(TASK OBJECTIVE):
Among the records that follow, set down only the lines from the one containing "use deckvault_telemetry::WorkerLog;" to the one containing "Durable task queue.", both included, exactly.

[Stored data]
//! The bootstrap controller sequence.
//!
//! One linear pass that points the pipeline at a new root folder: validate
//! the id, tear down the old worker, wipe the per-run log, fail any task the
//! old worker left mid-flight, persist the new root, start a fresh worker,
//! wait for the queue to answer, and fire the initial scan. Validation is the
//! only fatal gate after side effects begin; a queue that never settles or a
//! scan that cannot be enqueued degrades the report instead of aborting,
//! because by then a healthy worker is already running.

use std::path::PathBuf;
use std::sync::Arc;
use std::time::Duration;

use deckvault_config::{ConfigError, validate_root_folder_id};
use deckvault_core::{ConfigStore, OrganizeTask, TaskBroker};
use deckvault_drive::{WorkerStatus, WorkerSupervisor};
use deckvault_events::{Event, EventBus};
use deckvault_telemetry::WorkerLog;
use tokio::time::Instant;
use tracing::{debug, info, warn};
use uuid::Uuid;

use crate::error::{AppError, AppResult};

/// Note stamped onto tasks the previous worker left in flight.
const STALE_TASK_NOTE: &str = "worker restarted while task was running";

const PING_INTERVAL: Duration = Duration::from_millis(250);

/// Collaborators the controller drives.
pub struct BootstrapDeps {
    /// Durable task queue.
    pub broker: Arc<dyn TaskBroker>,
    /// Persistent root folder configuration.
    pub config: Arc<dyn ConfigStore>,
    /// Owner of the one organizer worker.
    pub supervisor: Arc<WorkerSupervisor>,
    /// Bus the controller publishes lifecycle events to.
    pub events: EventBus,
    /// Per-run worker log, truncated before the new worker starts.
    pub worker_log: WorkerLog,
}

/// Outcome of one bootstrap run.
#[derive(Debug)]
pub struct BootstrapReport {
    /// Root folder id the pipeline now organizes under.
    pub root_folder_id: String,
    /// Location of the freshly truncated worker log.
    pub worker_log: PathBuf,
    /// Worker status at the end of the sequence.
    pub worker_status: WorkerStatus,
    /// Whether a previous worker had to be torn down.
    pub replaced_worker: bool,
    /// Tasks the old worker left running, now marked failed.
    pub reset_tasks: u64,
    /// Whether the queue answered within the settle window.
    pub queue_settled: bool,
    /// Id of the initial scan task, when it could be enqueued.
    pub initial_task_id: Option<Uuid>,
}

/// Run the bootstrap sequence against `raw_root_folder_id`.
///
/// # Errors
///
/// Returns an error if the id fails validation (before any side effect), or
/// if the log, queue, or configuration cannot be prepared for the new run.
pub async fn run_bootstrap(
    deps: &BootstrapDeps,
    raw_root_folder_id: &str,
    settle: Duration,
) -> AppResult<BootstrapReport> {
    let root_folder_id = validate_root_folder_id(raw_root_folder_id)
        .map_err(|source| AppError::InvalidRootFolder { source })?;
    info!(root_folder_id = %root_folder_id, "bootstrap sequence starting");

    let replaced_worker = deps.supervisor.stop().await;

    deps.worker_log
        .truncate()
        .map_err(|source| AppError::telemetry("worker_log.truncate", source))?;

    let reset_tasks = deps
        .broker
        .reset_stale_running(STALE_TASK_NOTE)
        .await
        .map_err(|source| AppError::broker("queue.reset_stale_running", source))?;
    if reset_tasks > 0 {
        warn!(reset_tasks, "failed tasks the previous worker left in flight");
    }

    deps.config
        .set_root_folder(&root_folder_id)
        .await
        .map_err(|source| {
            AppError::config("config.set_root_folder", ConfigError::Persistence { source })
        })?;

    deps.supervisor.start().await;

    let queue_settled = wait_for_queue(deps.broker.as_ref(), settle).await;
    if !queue_settled {
        warn!(
            settle_ms = u64::try_from(settle.as_millis()).unwrap_or(u64::MAX),
            "queue did not answer within the settle window, firing the scan anyway"
        );
    }

    let initial_task_id = fire_initial_scan(deps, &root_folder_id).await;
    let worker_status = deps.supervisor.status().await;

    info!(
        root_folder_id = %root_folder_id,
        worker = worker_status.as_str(),
        queue_settled,
        initial_task_id = ?initial_task_id,
        "bootstrap sequence finished"
    );

    Ok(BootstrapReport {
        root_folder_id,
        worker_log: deps.worker_log.path().to_path_buf(),
        worker_status,
        replaced_worker,
        reset_tasks,
        queue_settled,
        initial_task_id,
    })
}

/// Poll the queue until it answers or the settle window closes.
async fn wait_for_queue(broker: &dyn TaskBroker, settle: Duration) -> bool {
    let deadline = Instant::now() + settle;
    loop {
        match broker.ping().await {
            Ok(()) => return true,
            Err(err) => {
                let now = Instant::now();
                if now >= deadline {
                    return false;
                }
                debug!(error = %err, "queue not ready yet");
                tokio::time::sleep(PING_INTERVAL.min(deadline - now)).await;
            }
        }
    }
}

/// Enqueue the initial scan. Failures are reported, not fatal: the worker is
/// already healthy and an operator can fire the scan manually.
async fn fire_initial_scan(deps: &BootstrapDeps, root_folder_id: &str) -> Option<Uuid> {
    let task = match OrganizeTask::scan_folder(root_folder_id) {
        Ok(task) => task,
        Err(err) => {
            warn!(root_folder_id = %root_folder_id, error = %err, "could not build the initial scan task");
            return None;
        }
    };
    match deps.broker.enqueue(&task).await {
        Ok(task_id) => {
            deps.events.publish(Event::TaskEnqueued {
                task_id,
                destination_folder_id: root_folder_id.to_string(),
            });
            info!(task_id = %task_id, root_folder_id = %root_folder_id, "initial scan enqueued");
            Some(task_id)
        }
        Err(err) => {
            warn!(root_folder_id = %root_folder_id, error = %err, "failed to enqueue the initial scan");
            None
        }
    }
}

#[cfg(test)]
mod tests {
    use super::*;
    use async_trait::async_trait;
    use deckvault_core::{TaskKind, TaskState};
    use deckvault_drive::testing::{MemoryBroker, StubDriveStore};
    use deckvault_drive::WorkerConfig;
    use std::fs;
    use std::sync::Mutex;

    #[derive(Default)]
    struct MemoryConfigStore {
        root: Mutex<Option<String>>,
    }

    #[async_trait]
    impl ConfigStore for MemoryConfigStore {
        async fn set_root_folder(&self, folder_id: &str) -> anyhow::Result<()> {
            *self.root.lock().expect("root mutex poisoned") = Some(folder_id.to_string());
            Ok(())
        }

        async fn root_folder(&self) -> anyhow::Result<Option<String>> {
            Ok(self.root.lock().expect("root mutex poisoned").clone())
        }
    }

    struct Harness {
        deps: BootstrapDeps,
        broker: Arc<MemoryBroker>,
        config: Arc<MemoryConfigStore>,
        store: Arc<StubDriveStore>,
        _dir: tempfile::TempDir,
    }

    fn harness() -> Harness {
        let dir = tempfile::tempdir().expect("tempdir");
        let broker = Arc::new(MemoryBroker::default());
        let config = Arc::new(MemoryConfigStore::default());
        let store = Arc::new(StubDriveStore::default());
        let events = EventBus::new();
        let supervisor = Arc::new(WorkerSupervisor::new(
            broker.clone(),
            store.clone(),
            events.clone(),
            WorkerConfig {
                poll_interval: Duration::from_millis(10),
                ..WorkerConfig::default()
            },
        ));
        let worker_log = WorkerLog::at(dir.path().join("worker.log"));
        Harness {
            deps: BootstrapDeps {
                broker: broker.clone(),
                config: config.clone(),
                supervisor,
                events,
                worker_log,
            },
            broker,
            config,
            store,
            _dir: dir,
        }
    }

    const SETTLE: Duration = Duration::from_millis(200);

    #[tokio::test]
    async fn happy_path_persists_config_starts_worker_and_fires_the_scan() {
        let harness = harness();
        fs::write(harness.deps.worker_log.path(), "lines from the previous run\n")
            .expect("seed log");

        let report = run_bootstrap(&harness.deps, " F999 ", SETTLE)
            .await
            .expect("bootstrap");

        assert_eq!(report.root_folder_id, "F999");
        assert_eq!(report.worker_status, WorkerStatus::Running);
        assert!(report.queue_settled);
        assert!(!report.replaced_worker);
        assert_eq!(report.reset_tasks, 0);

        let task_id = report.initial_task_id.expect("scan enqueued");
        assert!(harness.broker.state_of(task_id).is_some());
        assert_eq!(
            harness.config.root_folder().await.expect("config").as_deref(),
            Some("F999")
        );
        assert_eq!(
            fs::read_to_string(harness.deps.worker_log.path()).expect("log"),
            ""
        );

        harness.deps.supervisor.stop().await;
    }

    #[tokio::test]
    async fn invalid_id_fails_before_any_side_effect() {
        let harness = harness();
        fs::write(harness.deps.worker_log.path(), "must survive\n").expect("seed log");

        let err = run_bootstrap(&harness.deps, "F1 23", SETTLE)
            .await
            .expect_err("must fail validation");
        assert!(matches!(err, AppError::InvalidRootFolder { .. }));

        assert_eq!(
            fs::read_to_string(harness.deps.worker_log.path()).expect("log"),
            "must survive\n"
        );
        assert!(harness.config.root_folder().await.expect("config").is_none());
        assert!(harness.broker.known_tasks().is_empty());
        assert_eq!(
            harness.deps.supervisor.status().await,
            WorkerStatus::Stopped
        );
    }

    #[tokio::test]
    async fn rerunning_replaces_the_worker_and_the_root() {
        let harness = harness();

        let first = run_bootstrap(&harness.deps, "F1", SETTLE)
            .await
            .expect("first run");
        let second = run_bootstrap(&harness.deps, "F2", SETTLE)
            .await
            .expect("second run");

        assert!(!first.replaced_worker);
        assert!(second.replaced_worker);
        assert_eq!(second.worker_status, WorkerStatus::Running);
        assert_eq!(
            harness.config.root_folder().await.expect("config").as_deref(),
            Some("F2")
        );

        harness.deps.supervisor.stop().await;
        assert_eq!(harness.store.max_concurrent(), 1);
    }

    #[tokio::test]
    async fn stale_running_tasks_are_failed_with_the_restart_note() {
        let harness = harness();

        let stranded = OrganizeTask::scan_folder("F0").expect("task");
        harness.broker.enqueue(&stranded).await.expect("enqueue");
        harness
            .broker
            .claim_next()
            .await
            .expect("claim")
            .expect("one task");

        let report = run_bootstrap(&harness.deps, "F999", SETTLE)
            .await
            .expect("bootstrap");

        assert_eq!(report.reset_tasks, 1);
        assert!(matches!(
            harness.broker.state_of(stranded.id),
            Some(TaskState::Failed { ref message }) if message == STALE_TASK_NOTE
        ));

        harness.deps.supervisor.stop().await;
    }

    #[tokio::test]
    async fn unsettled_queue_degrades_the_report_but_still_fires_the_scan() {
        let harness = harness();
        harness.broker.set_ping_failure(true);

        let report = run_bootstrap(&harness.deps, "F999", Duration::from_millis(50))
            .await
            .expect("bootstrap");

        assert!(!report.queue_settled);
        let task_id = report.initial_task_id.expect("scan still enqueued");
        assert!(harness.broker.known_tasks().contains(&task_id));

        harness.deps.supervisor.stop().await;
    }

    #[tokio::test]
    async fn enqueued_scan_targets_the_new_root() {
        let harness = harness();
        let mut events = harness.deps.events.subscribe();

        let report = run_bootstrap(&harness.deps, "F42", SETTLE)
            .await
            .expect("bootstrap");
        harness.deps.supervisor.stop().await;

        let task_id = report.initial_task_id.expect("scan enqueued");
        let enqueued = loop {
            let envelope = events.next().await.expect("event");
            if let Event::TaskEnqueued {
                task_id: id,
                destination_folder_id,
            } = envelope.event
            {
                break (id, destination_folder_id);
            }
        };
        assert_eq!(enqueued.0, task_id);
        assert_eq!(enqueued.1, "F42");

        let scans: Vec<TaskKind> = harness
            .store
            .calls()
            .into_iter()
            .map(|call| call.kind)
            .collect();
        // The worker may or may not have claimed the scan before stop; when
        // it has, the call must be the scan of the new root.
        if let Some(kind) = scans.first() {
            assert_eq!(*kind, TaskKind::ScanFolder);
        }
    }
}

(EXPECTED ANSWER):
use deckvault_telemetry::WorkerLog;
use tokio::time::Instant;
use tracing::{debug, info, warn};
use uuid::Uuid;

use crate::error::{AppError, AppResult};

/// Note stamped onto tasks the previous worker left in flight.
const STALE_TASK_NOTE: &str = "worker restarted while task was running";

const PING_INTERVAL: Duration = Duration::from_millis(250);

/// Collaborators the controller drives.
pub struct BootstrapDeps {
    /// Durable task queue.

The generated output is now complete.